■ Goal of the exercise: Each entry below should be retyped exactly, with nothing omitted.

========

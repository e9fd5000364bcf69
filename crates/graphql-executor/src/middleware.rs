//! Hooks run around the binding of every field.
//!
//! Layers run outermost first: schema middlewares in registration order, then the schema
//! directives applied to the field definition in declaration order, then the binding itself.
//! A layer may change the input it hands down, inspect or replace the result, or return without
//! calling [`Next::run`] at all.

use futures_util::future::BoxFuture;

use crate::{registry::TypeRef, resolvers::Arguments, FieldValue, ResolverInput, ResolverResult};

/// The field a layer runs for.
#[derive(Debug, Clone, Copy)]
pub struct FieldInfo<'a> {
    pub parent_type: &'a str,
    pub field_name: &'a str,
    pub return_type: &'a TypeRef,
}

/// Wraps the resolution of every bound field of the schema.
#[async_trait::async_trait]
pub trait FieldMiddleware: Send + Sync {
    async fn resolve(&self, info: FieldInfo<'_>, input: ResolverInput, next: Next<'_>) -> ResolverResult<FieldValue>;
}

/// Implements a directive declared in the schema document, for the fields it is applied to.
///
/// `arguments` are the directive's arguments as written on the field definition, with the
/// declared defaults filled in.
#[async_trait::async_trait]
pub trait DirectiveHandler: Send + Sync {
    async fn resolve(
        &self,
        arguments: &Arguments,
        info: FieldInfo<'_>,
        input: ResolverInput,
        next: Next<'_>,
    ) -> ResolverResult<FieldValue>;
}

pub(crate) enum Layer<'a> {
    Middleware(&'a dyn FieldMiddleware),
    Directive(&'a dyn DirectiveHandler, &'a Arguments),
}

pub(crate) type Terminal<'a> = Box<dyn FnOnce(ResolverInput) -> BoxFuture<'a, ResolverResult<FieldValue>> + Send + 'a>;

/// The remaining layers, ending with the field's binding.
pub struct Next<'a> {
    layers: &'a [Layer<'a>],
    terminal: Terminal<'a>,
}

impl<'a> Next<'a> {
    pub(crate) fn new(layers: &'a [Layer<'a>], terminal: Terminal<'a>) -> Self {
        Next { layers, terminal }
    }

    pub async fn run(self, info: FieldInfo<'_>, input: ResolverInput) -> ResolverResult<FieldValue> {
        let Some((layer, layers)) = self.layers.split_first() else {
            return (self.terminal)(input).await;
        };

        let next = Next {
            layers,
            terminal: self.terminal,
        };
        match layer {
            Layer::Middleware(middleware) => middleware.resolve(info, input, next).await,
            Layer::Directive(handler, arguments) => handler.resolve(arguments, info, input, next).await,
        }
    }
}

========

■ Exercise answer:
repository e9fd5000364bcf69
filename crates/graphql-executor/src/middleware.rs
//! Hooks run around the binding of every field.
//!
//! Layers run outermost first: schema middlewares in registration order, then the schema
//! directives applied to the field definition in declaration order, then the binding itself.
//! A layer may change the input it hands down, inspect or replace the result, or return without
//! calling [`Next::run`] at all.

use futures_util::future::BoxFuture;

use crate::{registry::TypeRef, resolvers::Arguments, FieldValue, ResolverInput, ResolverResult};

/// The field a layer runs for.
#[derive(Debug, Clone, Copy)]
pub struct FieldInfo<'a> {
    pub parent_type: &'a str,
    pub field_name: &'a str,
    pub return_type: &'a TypeRef,
}

/// Wraps the resolution of every bound field of the schema.
#[async_trait::async_trait]
pub trait FieldMiddleware: Send + Sync {
    async fn resolve(&self, info: FieldInfo<'_>, input: ResolverInput, next: Next<'_>) -> ResolverResult<FieldValue>;
}

/// Implements a directive declared in the schema document, for the fields it is applied to.
///
/// `arguments` are the directive's arguments as written on the field definition, with the
/// declared defaults filled in.
#[async_trait::async_trait]
pub trait DirectiveHandler: Send + Sync {
    async fn resolve(
        &self,
        arguments: &Arguments,
        info: FieldInfo<'_>,
        input: ResolverInput,
        next: Next<'_>,
    ) -> ResolverResult<FieldValue>;
}

pub(crate) enum Layer<'a> {
    Middleware(&'a dyn FieldMiddleware),
    Directive(&'a dyn DirectiveHandler, &'a Arguments),
}

pub(crate) type Terminal<'a> = Box<dyn FnOnce(ResolverInput) -> BoxFuture<'a, ResolverResult<FieldValue>> + Send + 'a>;

/// The remaining layers, ending with the field's binding.
pub struct Next<'a> {
    layers: &'a [Layer<'a>],
    terminal: Terminal<'a>,
}

impl<'a> Next<'a> {
    pub(crate) fn new(layers: &'a [Layer<'a>], terminal: Terminal<'a>) -> Self {
        Next { layers, terminal }
    }

    pub async fn run(self, info: FieldInfo<'_>, input: ResolverInput) -> ResolverResult<FieldValue> {
        let Some((layer, layers)) = self.layers.split_first() else {
            return (self.terminal)(input).await;
        };

        let next = Next {
            layers,
            terminal: self.terminal,
        };
        match layer {
            Layer::Middleware(middleware) => middleware.resolve(info, input, next).await,
            Layer::Directive(handler, arguments) => handler.resolve(arguments, info, input, next).await,
        }
    }
}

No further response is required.